TASK:
Wherever a line in the records below contains "second", copy that line.

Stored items
+---+

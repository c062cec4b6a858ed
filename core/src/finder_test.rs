#[cfg(test)]
mod tests {
    use std::sync::Arc;

    use crate::diagnostics::codes;
    use crate::namespace::NamespaceOptions;
    use crate::test_support::Workspace;

    fn two_libraries(ws: &Workspace) {
        ws.write("alpha.py", "def shared():\n    pass\n");
        ws.write("beta.py", "def shared():\n    pass\n");
    }

    const IMPORTS: &str = "*** Settings ***\nLibrary    alpha\nLibrary    beta\n";

    #[test]
    fn ambiguous_library_keywords_need_full_name() {
        let ws = Workspace::new();
        two_libraries(&ws);
        let ns = ws.namespace("ambiguous.robot", IMPORTS);
        let finder = ns.finder();
        let result = finder.find_keyword("Shared");
        assert!(result.keyword.is_none());
        assert_eq!(result.diagnostics[0].code, codes::KEYWORD_ERROR);
        assert_eq!(
            result.diagnostics[0].message,
            "Multiple keywords with name 'Shared' found. Give the full name of the keyword you want to use:\n    alpha.Shared\n    beta.Shared"
        );

        let explicit = finder.find_keyword("beta.shared");
        assert_eq!(explicit.keyword.as_ref().unwrap().libname, "beta");
        assert_eq!(explicit.owner.as_deref(), Some("beta"));
    }

    #[test]
    fn search_order_picks_the_first_listed_owner() {
        let ws = Workspace::new();
        two_libraries(&ws);
        let options = NamespaceOptions {
            search_order: vec!["Beta".to_string()],
            ..Default::default()
        };
        let ns = ws.namespace_with("ordered.robot", IMPORTS, options);
        let result = ns.finder().find_keyword("Shared");
        assert!(result.diagnostics.is_empty());
        assert_eq!(result.keyword.as_ref().unwrap().libname, "beta");
    }

    #[test]
    fn own_keywords_then_resources_then_libraries() {
        let ws = Workspace::new();
        ws.write("r.resource", "*** Keywords ***\nLog\n    [Arguments]    ${m}\n    No Operation\nMine\n    No Operation\n");
        let ns = ws.namespace(
            "order.robot",
            "*** Settings ***\nResource    r.resource\n\n*** Keywords ***\nMine\n    No Operation\n",
        );
        let finder = ns.finder();
        let mine = finder.find_keyword("mine");
        assert_eq!(mine.keyword.as_ref().unwrap().source.as_deref(), Some(ns.source()));
        let log = finder.find_keyword("Log");
        assert!(log.diagnostics.is_empty());
        assert_eq!(log.keyword.as_ref().unwrap().libname, "r");
    }

    #[test]
    fn public_resource_keyword_beats_private_one() {
        let ws = Workspace::new();
        ws.write("hidden.resource", "*** Keywords ***\nHelper\n    [Tags]    robot:private\n    No Operation\n");
        ws.write("open.resource", "*** Keywords ***\nHelper\n    No Operation\n");
        let ns = ws.namespace(
            "private.robot",
            "*** Settings ***\nResource    hidden.resource\nResource    open.resource\n",
        );
        let result = ns.finder().find_keyword("Helper");
        assert!(result.diagnostics.is_empty());
        assert_eq!(result.keyword.as_ref().unwrap().libname, "open");
    }

    #[test]
    fn bdd_prefixes_are_stripped() {
        let ws = Workspace::new();
        let ns = ws.namespace("bdd.robot", "*** Test Cases ***\nT\n    No Operation\n");
        let finder = ns.finder();
        let result = finder.find_keyword("Given no operation");
        assert_eq!(result.keyword.as_ref().unwrap().name, "No Operation");
        assert_eq!(result.bdd_prefix_len, 6);
        assert!(finder.find_keyword("Perhaps no operation").keyword.is_none());
    }

    #[test]
    fn bdd_prefix_length_counts_from_the_stripped_word() {
        let ws = Workspace::new();
        let ns = ws.namespace(
            "repeat.robot",
            "*** Test Cases ***\nT\n    Given Given Step\n\n*** Keywords ***\nGiven Step\n    No Operation\n",
        );
        let finder = ns.finder();
        let repeated = finder.find_keyword("Given Given Step");
        assert_eq!(repeated.keyword.as_ref().unwrap().name, "Given Step");
        assert_eq!(repeated.bdd_prefix_len, 6);
        let spaced = finder.find_keyword("When   Given Step");
        assert_eq!(spaced.bdd_prefix_len, 7);
    }

    #[test]
    fn empty_names_and_memoised_results() {
        let ws = Workspace::new();
        let ns = ws.namespace("memo.robot", "*** Test Cases ***\nT\n    No Operation\n");
        let finder = ns.finder();
        let empty = finder.find_keyword("");
        assert_eq!(empty.diagnostics[0].message, "Keyword name cannot be empty.");
        let first = finder.find_keyword("Log");
        let second = finder.find_keyword("Log");
        assert!(Arc::ptr_eq(&first, &second));
    }
}
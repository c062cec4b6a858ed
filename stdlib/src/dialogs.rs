use robotls_core::library::{KeywordDoc, StdLibrary};

use crate::{keywords_from_table, KeywordSpec};

const NAME: &str = "Dialogs";

const KEYWORDS: &[KeywordSpec] = &[
    ("Execute Manual Step", &["message", "default_error="], "Pauses execution until user sets the keyword status."),
    ("Get Selection From User", &["message", "*values", "default=None"], "Pauses execution and asks user to select a value."),
    ("Get Selections From User", &["message", "*values"], "Pauses execution and asks user to select multiple values."),
    ("Get Value From User", &["message", "default_value=", "hidden=False"], "Pauses execution and asks user to input a value."),
    ("Pause Execution", &["message=Execution paused. Press OK to continue."], "Pauses execution until user clicks Ok button."),
];

/// `Dialogs`: pausing execution for user input.
#[derive(Debug)]
pub struct DialogsLibrary {
    keywords: Vec<KeywordDoc>,
}

impl Default for DialogsLibrary {
    fn default() -> Self {
        Self::new()
    }
}

impl DialogsLibrary {
    pub fn new() -> Self {
        Self {
            keywords: keywords_from_table(NAME, KEYWORDS),
        }
    }
}

impl StdLibrary for DialogsLibrary {
    fn name(&self) -> &str {
        NAME
    }

    fn description(&self) -> &str {
        "A library providing dialogs for interacting with users."
    }

    fn keywords(&self) -> Vec<KeywordDoc> {
        self.keywords.clone()
    }
}
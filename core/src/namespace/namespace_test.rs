#[cfg(test)]
mod tests {
    use crate::cancel::CancellationToken;
    use crate::diagnostics::{codes, Diagnostic, Severity};
    use crate::namespace::{EntryRef, Namespace};
    use crate::test_support::Workspace;
    use crate::token::{Position, Range};

    fn diagnostics(namespace: &Namespace) -> Vec<Diagnostic> {
        namespace.diagnostics(&CancellationToken::new()).unwrap()
    }

    fn codes_of(diagnostics: &[Diagnostic]) -> Vec<&str> {
        diagnostics.iter().map(|d| d.code.as_str()).collect()
    }

    #[test]
    fn builtin_is_imported_by_default() {
        let ws = Workspace::new();
        let ns = ws.namespace("plain.robot", "*** Test Cases ***\nT\n    No Operation\n");
        let libraries = ns.get_libraries();
        assert_eq!(libraries.len(), 1);
        assert_eq!(libraries[0].name, "BuiltIn");
        assert!(libraries[0].import.is_none());
        assert_eq!(ns.find_keyword("log").unwrap().libname, "BuiltIn");
        assert!(diagnostics(&ns).is_empty());
    }

    #[test]
    fn resource_keywords_and_variables_are_visible() {
        let ws = Workspace::new();
        ws.write(
            "common.resource",
            "*** Variables ***\n${GREETING}    hello\n\n*** Keywords ***\nGreet\n    Log    ${GREETING}\n",
        );
        let ns = ws.namespace(
            "suite.robot",
            "*** Settings ***\nResource    common.resource\n\n*** Test Cases ***\nT\n    Greet\n    Log    ${GREETING}\n",
        );
        assert!(diagnostics(&ns).is_empty(), "{:?}", diagnostics(&ns));
        let kw = ns.find_keyword("greet").unwrap();
        assert_eq!(kw.libname, "common");
        assert_eq!(ns.library_doc_of(&kw).unwrap().name, "common");
        assert!(ns.get_keywords().iter().any(|k| k.name == "Greet"));

        let result = ns.analyze(&CancellationToken::new()).unwrap();
        let (entry, _) = result.namespace_at(ns.source(), Position::new(1, 14)).unwrap();
        assert_eq!(entry, EntryRef::Resource(ws.root().join("common.resource")));
    }

    #[test]
    fn own_variables_take_precedence() {
        let ws = Workspace::new();
        ws.write("vars.resource", "*** Variables ***\n${WHO}    resource\n${ONLY_THERE}    x\n");
        let ns = ws.namespace(
            "prec.robot",
            "*** Settings ***\nResource    vars.resource\n\n*** Variables ***\n${WHO}    own\n",
        );
        let who = ns.find_variable("${who}", None, None).unwrap();
        assert_eq!(who.source.as_deref(), Some(ns.source()));
        let only = ns.find_variable("${ONLY THERE}", None, None).unwrap();
        assert_eq!(only.source, Some(ws.root().join("vars.resource")));
        assert!(ns.find_variable("${CURDIR}", None, None).is_some());
        assert!(ns.find_variable("${nothing}", None, None).is_none());
    }

    #[test]
    fn two_file_cycle_is_possible_circular_import() {
        let ws = Workspace::new();
        ws.write("b.resource", "*** Settings ***\nResource    a.resource\n");
        let ns = ws.namespace(
            "a.resource",
            "*** Settings ***\nResource    b.resource\n\n*** Keywords ***\nK\n    No Operation\n",
        );
        let found = diagnostics(&ns);
        assert_eq!(codes_of(&found), vec![codes::POSSIBLE_CIRCULAR_IMPORT]);
        assert_eq!(found[0].severity, Severity::Information);
        assert_eq!(found[0].range.start.line, 1);
        assert_eq!(found[0].related[0].location.source, ws.root().join("b.resource"));
        assert_eq!(found[0].related[0].message, "'a.resource' is also imported here.");
    }

    #[test]
    fn three_file_cycle_is_reported_on_the_top_import() {
        let ws = Workspace::new();
        ws.write("b.resource", "*** Settings ***\nResource    c.resource\n");
        ws.write("c.resource", "*** Settings ***\nResource    a.resource\n");
        let ns = ws.namespace(
            "a.resource",
            "*** Settings ***\nResource    b.resource\n\n*** Keywords ***\nK\n    No Operation\n",
        );
        let found = diagnostics(&ns);
        assert_eq!(codes_of(&found), vec![codes::POSSIBLE_CIRCULAR_IMPORT]);
        assert_eq!(found[0].range.start.line, 1);
        assert_eq!(found[0].related[0].location.source, ws.root().join("c.resource"));
        assert_eq!(ns.get_resources().len(), 2);
    }

    #[test]
    fn self_import_is_recursive() {
        let ws = Workspace::new();
        let ns = ws.namespace(
            "self.resource",
            "*** Settings ***\nResource    self.resource\n\n*** Keywords ***\nK\n    No Operation\n",
        );
        let found = diagnostics(&ns);
        assert_eq!(codes_of(&found), vec![codes::RECURSIVE_IMPORT]);
        assert_eq!(found[0].severity, Severity::Error);
    }

    #[test]
    fn duplicate_empty_and_missing_resources() {
        let ws = Workspace::new();
        ws.write("empty.resource", "*** Keywords ***\n");
        let ns = ws.namespace(
            "dups.robot",
            "*** Settings ***\nResource    empty.resource\nResource    empty.resource\nResource    missing.resource\nLibrary\n",
        );
        let found = diagnostics(&ns);
        let by_line = |line: u32| found.iter().filter(move |d| d.range.start.line == line).collect::<Vec<_>>();

        assert_eq!(by_line(1)[0].code, codes::RESOURCE_EMPTY);
        let duplicate = by_line(2);
        assert_eq!(duplicate[0].code, codes::RESOURCE_ALREADY_IMPORTED);
        assert_eq!(duplicate[0].message, "Resource 'empty.resource' already imported.");
        assert_eq!(duplicate[0].related[0].location.range.start.line, 1);
        assert!(by_line(3)[0].message.starts_with("Resource file '"));
        assert_eq!(by_line(4)[0].code, codes::IMPORT_REQUIRES_VALUE);
        assert_eq!(by_line(4)[0].message, "Library setting requires value.");
    }

    #[test]
    fn library_with_alias_and_duplicate() {
        let ws = Workspace::new();
        ws.write("helpers.py", "def helper_keyword():\n    pass\n");
        let ns = ws.namespace(
            "libs.robot",
            "*** Settings ***\nLibrary    helpers    AS    H\nLibrary    helpers    AS    H\n\n*** Test Cases ***\nT\n    H.Helper Keyword\n",
        );
        let found = diagnostics(&ns);
        assert_eq!(codes_of(&found), vec![codes::LIBRARY_ALREADY_IMPORTED]);
        assert_eq!(found[0].message, "Library 'H' already imported.");
        assert_eq!(ns.find_keyword("H.Helper Keyword").unwrap().name, "Helper Keyword");
    }

    #[test]
    fn ignore_comment_covers_its_statement() {
        let ws = Workspace::new();
        let ns = ws.namespace(
            "ignore.robot",
            "*** Test Cases ***\nT\n    Log    x    # robotcode: ignore\n    Log    y\n",
        );
        let line = |l: u32| Range::new(Position::new(l, 4), Position::new(l, 7));
        assert!(ns.should_ignore(line(2)));
        assert!(!ns.should_ignore(line(3)));
    }

    #[test]
    fn ignore_comment_covers_ranges_spanning_its_line() {
        let ws = Workspace::new();
        let ns = ws.namespace(
            "span.robot",
            "*** Test Cases ***\nT\n    Log    x\n    Log    y    # robotcode: ignore\n",
        );
        let span = |from: u32, to: u32| Range::new(Position::new(from, 0), Position::new(to, 5));
        assert!(ns.should_ignore(span(3, 3)));
        assert!(ns.should_ignore(span(2, 3)));
        assert!(!ns.should_ignore(span(1, 2)));
    }

    #[test]
    fn importing_builtin_again_is_reported_and_skipped() {
        let ws = Workspace::new();
        let ns = ws.namespace("bi.robot", "*** Settings ***\nLibrary    BuiltIn\n");
        let found = diagnostics(&ns);
        assert_eq!(codes_of(&found), vec![codes::LIBRARY_OVERRIDES_BUILTIN]);
        assert_eq!(found[0].severity, Severity::Information);
        assert_eq!(found[0].range.start, Position::new(1, 11));
        let libraries = ns.get_libraries();
        assert_eq!(libraries.len(), 1);
        assert!(libraries[0].import.is_none());
    }

    #[test]
    fn unknown_variable_in_import_name_is_reported_once() {
        let ws = Workspace::new();
        let ns = ws.namespace(
            "vars.robot",
            "*** Settings ***\nLibrary    ${UNKNOWN}/lib.py\nResource    ${MISSING}/common.resource\n",
        );
        let found = diagnostics(&ns);
        assert_eq!(
            codes_of(&found),
            vec![codes::VARIABLE_NOT_FOUND, codes::VARIABLE_NOT_FOUND],
            "{:?}",
            found
        );
        assert_eq!(found[0].range, Range::new(Position::new(1, 11), Position::new(1, 21)));
        assert_eq!(found[1].range.start, Position::new(2, 12));
    }

    #[test]
    fn aliased_builtin_is_a_separate_library() {
        let ws = Workspace::new();
        let ns = ws.namespace("alias.robot", "*** Settings ***\nLibrary    BuiltIn    AS    Base\n");
        assert!(!codes_of(&diagnostics(&ns)).contains(&codes::LIBRARY_OVERRIDES_BUILTIN));
        assert_eq!(ns.get_libraries().len(), 2);
    }

    #[test]
    fn unchanged_imports_are_adopted() {
        let ws = Workspace::new();
        ws.write("r.resource", "*** Keywords ***\nR\n    No Operation\n");
        let first = ws.namespace("adopt.robot", "*** Settings ***\nResource    r.resource\n");
        first.ensure_initialized(&CancellationToken::new()).unwrap();

        let edited = ws.namespace(
            "adopt.robot",
            "*** Settings ***\nResource    r.resource\n\n*** Test Cases ***\nT\n    R\n",
        );
        assert!(edited.adopt_imports_from(&first));
        assert!(edited.is_initialized());

        let changed = ws.namespace("adopt.robot", "*** Settings ***\nLibrary    Collections\n");
        assert!(!changed.adopt_imports_from(&first));
        assert!(!changed.is_initialized());
    }

    #[test]
    fn cancelled_initialization_leaves_no_state() {
        let ws = Workspace::new();
        let ns = ws.namespace("cancel.robot", "*** Test Cases ***\nT\n    No Operation\n");
        let token = CancellationToken::new();
        token.cancel();
        assert!(ns.ensure_initialized(&token).is_err());
        assert!(!ns.is_initialized());
        assert!(ns.ensure_initialized(&CancellationToken::new()).is_ok());
        assert!(ns.is_initialized());
    }

    #[test]
    fn depends_on_reachable_docs() {
        let ws = Workspace::new();
        ws.write("dep.resource", "*** Keywords ***\nD\n    No Operation\n");
        let ns = ws.namespace("dep.robot", "*** Settings ***\nResource    dep.resource\n");
        let imports = ns.ensure_initialized(&CancellationToken::new()).unwrap();
        let doc = imports.resources.values().next().unwrap().doc.clone();
        assert!(ns.depends_on(&[doc]));
        let other = ws.namespace("other.robot", "*** Test Cases ***\nT\n    No Operation\n");
        let builtin_only = other.imports();
        let builtin = builtin_only.libraries.values().next().unwrap().doc.clone();
        assert!(ns.depends_on(&[builtin]));
    }
}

+---+

EXERCISE OUTPUT:
        let second = finder.find_keyword("Log");
        assert!(Arc::ptr_eq(&first, &second));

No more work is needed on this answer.